- [What is required] Find the string "trail" in the data, and copy out each line that has it.

Records from a data collection:
• • • • •

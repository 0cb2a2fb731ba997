use crate::domain::ports::{ClaimedStart, SubscriptionStore, TransactionStore};
use crate::domain::subscription::Subscription;
use crate::domain::transaction::{PaymentTransaction, TransactionStatus};
use crate::error::{RenewalError, Result};
use async_trait::async_trait;
use chrono::{DateTime, NaiveDate, Utc};
use rocksdb::{ColumnFamilyDescriptor, DB, Options};
use std::path::Path;
use std::sync::Arc;
use tokio::sync::Mutex;
use uuid::Uuid;

/// Column Family for subscription records.
pub const CF_SUBSCRIPTIONS: &str = "subscriptions";
/// Column Family for the payment-transaction audit trail.
pub const CF_TRANSACTIONS: &str = "transactions";

/// Persistent store backed by RocksDB.
///
/// Implements both store ports over separate column families, values encoded
/// as JSON. `Clone` shares the underlying `Arc<DB>`.
///
/// RocksDB has no row locks, so the claim-exclusivity contract of
/// `claim_batch` (and the insert-if-absent contract of `create_due`) is
/// provided by a single claim mutex: the embedded-store equivalent of
/// select-for-update-skip-locked for one process owning the database.
#[derive(Clone)]
pub struct RocksDBStore {
    db: Arc<DB>,
    claim_lock: Arc<Mutex<()>>,
}

impl RocksDBStore {
    /// Opens or creates a RocksDB instance at `path`, ensuring both column
    /// families exist.
    pub fn open<P: AsRef<Path>>(path: P) -> Result<Self> {
        let mut opts = Options::default();
        opts.create_if_missing(true);
        opts.create_missing_column_families(true);

        let cf_subscriptions = ColumnFamilyDescriptor::new(CF_SUBSCRIPTIONS, Options::default());
        let cf_transactions = ColumnFamilyDescriptor::new(CF_TRANSACTIONS, Options::default());

        let db = DB::open_cf_descriptors(&opts, path, vec![cf_subscriptions, cf_transactions])?;

        Ok(Self {
            db: Arc::new(db),
            claim_lock: Arc::new(Mutex::new(())),
        })
    }

    fn cf_handle(&self, name: &'static str) -> Result<&rocksdb::ColumnFamily> {
        self.db.cf_handle(name).ok_or_else(|| {
            RenewalError::InternalError(Box::new(std::io::Error::other(format!(
                "{name} column family not found"
            ))))
        })
    }

    fn put_subscription(&self, subscription: &Subscription) -> Result<()> {
        let cf = self.cf_handle(CF_SUBSCRIPTIONS)?;
        let value = serde_json::to_vec(subscription)?;
        self.db.put_cf(cf, subscription.id.as_bytes(), value)?;
        Ok(())
    }

    fn put_transaction(&self, transaction: &PaymentTransaction) -> Result<()> {
        let cf = self.cf_handle(CF_TRANSACTIONS)?;
        let value = serde_json::to_vec(transaction)?;
        self.db.put_cf(cf, transaction.id.as_bytes(), value)?;
        Ok(())
    }

    fn scan_transactions(&self) -> Result<Vec<PaymentTransaction>> {
        let cf = self.cf_handle(CF_TRANSACTIONS)?;
        let mut transactions = Vec::new();
        for item in self.db.iterator_cf(cf, rocksdb::IteratorMode::Start) {
            let (_key, value) = item?;
            transactions.push(serde_json::from_slice(&value)?);
        }
        Ok(transactions)
    }
}

#[async_trait]
impl SubscriptionStore for RocksDBStore {
    async fn store(&self, subscription: Subscription) -> Result<()> {
        self.put_subscription(&subscription)
    }

    async fn get(&self, id: Uuid) -> Result<Option<Subscription>> {
        let cf = self.cf_handle(CF_SUBSCRIPTIONS)?;
        match self.db.get_cf(cf, id.as_bytes())? {
            Some(bytes) => Ok(Some(serde_json::from_slice(&bytes)?)),
            None => Ok(None),
        }
    }

    async fn find_due(&self, as_of: NaiveDate) -> Result<Vec<Subscription>> {
        let cf = self.cf_handle(CF_SUBSCRIPTIONS)?;
        let mut due = Vec::new();
        for item in self.db.iterator_cf(cf, rocksdb::IteratorMode::Start) {
            let (_key, value) = item?;
            let subscription: Subscription = serde_json::from_slice(&value)?;
            if subscription.is_due(as_of) {
                due.push(subscription);
            }
        }
        Ok(due)
    }
}

#[async_trait]
impl TransactionStore for RocksDBStore {
    async fn store(&self, transaction: PaymentTransaction) -> Result<()> {
        self.put_transaction(&transaction)
    }

    async fn get(&self, id: Uuid) -> Result<Option<PaymentTransaction>> {
        let cf = self.cf_handle(CF_TRANSACTIONS)?;
        match self.db.get_cf(cf, id.as_bytes())? {
            Some(bytes) => Ok(Some(serde_json::from_slice(&bytes)?)),
            None => Ok(None),
        }
    }

    async fn begin_processing(&self, id: Uuid) -> Result<Option<ClaimedStart>> {
        let _guard = self.claim_lock.lock().await;

        let cf = self.cf_handle(CF_TRANSACTIONS)?;
        let Some(bytes) = self.db.get_cf(cf, id.as_bytes())? else {
            return Ok(None);
        };
        let mut row: PaymentTransaction = serde_json::from_slice(&bytes)?;
        if row.status.is_terminal() {
            return Ok(Some(ClaimedStart::AlreadyFinal(row)));
        }
        row.transition(TransactionStatus::Processing, Utc::now())?;
        self.put_transaction(&row)?;
        Ok(Some(ClaimedStart::Started(row)))
    }

    async fn create_due(
        &self,
        subscription: &Subscription,
        as_of: NaiveDate,
        now: DateTime<Utc>,
    ) -> Result<Option<PaymentTransaction>> {
        let _guard = self.claim_lock.lock().await;

        // Full scan; the audit trail this store serves stays small enough
        // that a secondary index is not worth the bookkeeping.
        let existing = self.scan_transactions()?;
        let duplicate = existing.iter().any(|t| {
            t.subscription_id == subscription.id
                && (t.creation_date() == as_of || !t.status.is_terminal())
        });
        if duplicate {
            return Ok(None);
        }

        let transaction = PaymentTransaction::new(subscription, now);
        self.put_transaction(&transaction)?;
        Ok(Some(transaction))
    }

    async fn claim_batch(&self, limit: usize) -> Result<Vec<PaymentTransaction>> {
        let _guard = self.claim_lock.lock().await;

        let mut candidates: Vec<PaymentTransaction> = self
            .scan_transactions()?
            .into_iter()
            .filter(|t| t.status == TransactionStatus::Created)
            .collect();
        candidates.sort_by_key(|t| (t.started_at, t.id));
        candidates.truncate(limit);

        let now = Utc::now();
        let mut claimed = Vec::with_capacity(candidates.len());
        for mut transaction in candidates {
            transaction.transition(TransactionStatus::Processing, now)?;
            self.put_transaction(&transaction)?;
            claimed.push(transaction);
        }
        Ok(claimed)
    }

    async fn all(&self) -> Result<Vec<PaymentTransaction>> {
        self.scan_transactions()
    }
}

• • • • •

- [Result below]
/// Column Family for the payment-transaction audit trail.
        // Full scan; the audit trail this store serves stays small enough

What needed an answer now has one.